While the Cisco PIX product, which actually refers to a device product line and its associated operating system, isn't open source, there is a full set of documentation available on the Cisco web site. You can look up commands and even many common tasks which can help you achieve your goal. So, a big question in my review of this book is "Does Cisco PIX Firewalls offer substantially more than these freely available documents?"
The book is not divided into any major sections, but follows a simple path. Provide an overview of the product, some of the basic functionality, and then move on to a task based approach of solutions. These include failover, VPN, IPv6, content inspection, and management with the newly designed ASDM product. This organization works pretty well.
A generic overview of security, security policy, and how firewalls play a role in that is covered in Chapter 1. The overview is very brief, and the authors seem to have included it for completeness only. If you're looking at a book on the PIX firewall, chances are you're familiar with what a firewall does in part. My only big complaint about this chapter is that some of the figures on NAT and PAT are confusing because they use RFC1918 address space (private address space) on both sides of the device. When they talk about how this is used internally and then use it externally, it gets confusing to remember which network is which. Sadly, this network structure continues into other chapters, perpetuating the confusion.
In chapter 2 you get an overview of the PIX software and hardware lines. Sadly, this chapter is a bit muddled. While the overview itself covers all the right bases, at times some additional material would have been helpful. Supplementing text descriptions with a simple picture would be nice, so that people could know at a glace which device they're looking at (ie a PIX 506E vs a 525). A software and hardware matrix would have been helpful, too, to reduce the confusion you get with Cisco's myriad of configurations. In several places, the one letter abbreviations from the output is not explained, including the firewall states and routing output. And finally, this appears to be common in this book, there's an inconsistency in bolding which text is input and which is output. The "bold is input, normal is output" convention is not always obeyed. These may sound like nits, but consistency helps with clarity, and at times the material is muddled.
Overall, there are some real strengths in the book, and a few weaknesses as well. One example of a real gem is the case study in chapter 3, showing a featured network and the associated PIX configuration. This lets you see how you would outline your goals and then achieve them using the PIX feature set and commands. This example was well written and useful. The breakdown of commands as new, existing, or deprecated is also quite useful given that the book covers a major new release, 7.0. The coverage of the new ASDM feature, which provides a GUI management interface to the PIX software, is pretty good. With that chapter, and chapter 9 covering management, you should be up and running in no time at all. The same goes for the new content inspection feature, covered in chapter 5. While it's brief, it contains a lot of useful information that you'll need to enable features. What's missing from that, though, is any serious overview of the problems the prior version of the feature, the 'fixup' command, caused in the past and if the new inspection feature suffers those same problems.

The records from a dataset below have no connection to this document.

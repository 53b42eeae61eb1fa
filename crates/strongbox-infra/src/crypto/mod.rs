//! Cryptographic adapters for Strongbox.
//!
//! - `cipher`: Argon2id + AES-256-GCM password cipher implementing `SecretCipher`

pub mod cipher;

Finally, the chapters on virtual private networking and failover are succinct but enough to get you started with a basic running configuration.
Sometimes there are real stinkers, though. Some of the formatting makes getting information out of the output difficult. Word wrap and oddities really detract from the quality of the material in those places. Many of the figures can be unclear due to the quantity of information they try and present. Here, two figures may have been useful instead of one fully packed figure. The book has a few errors in it, too, which may have been the result of a speedy printing cycle. Figure 2.3, for example, shows an incorrect TCP header. I suspect many of the errors, inconsistencies and other problems in it are due to two reasons. First, the publisher wanted to get this book out quickly to match the release of PIX 7.0 as closely as possible. Secondly, the number of contributing authors (6 authors and a technical editor) made a cohesive writing style and their edits difficult to choreograph completely.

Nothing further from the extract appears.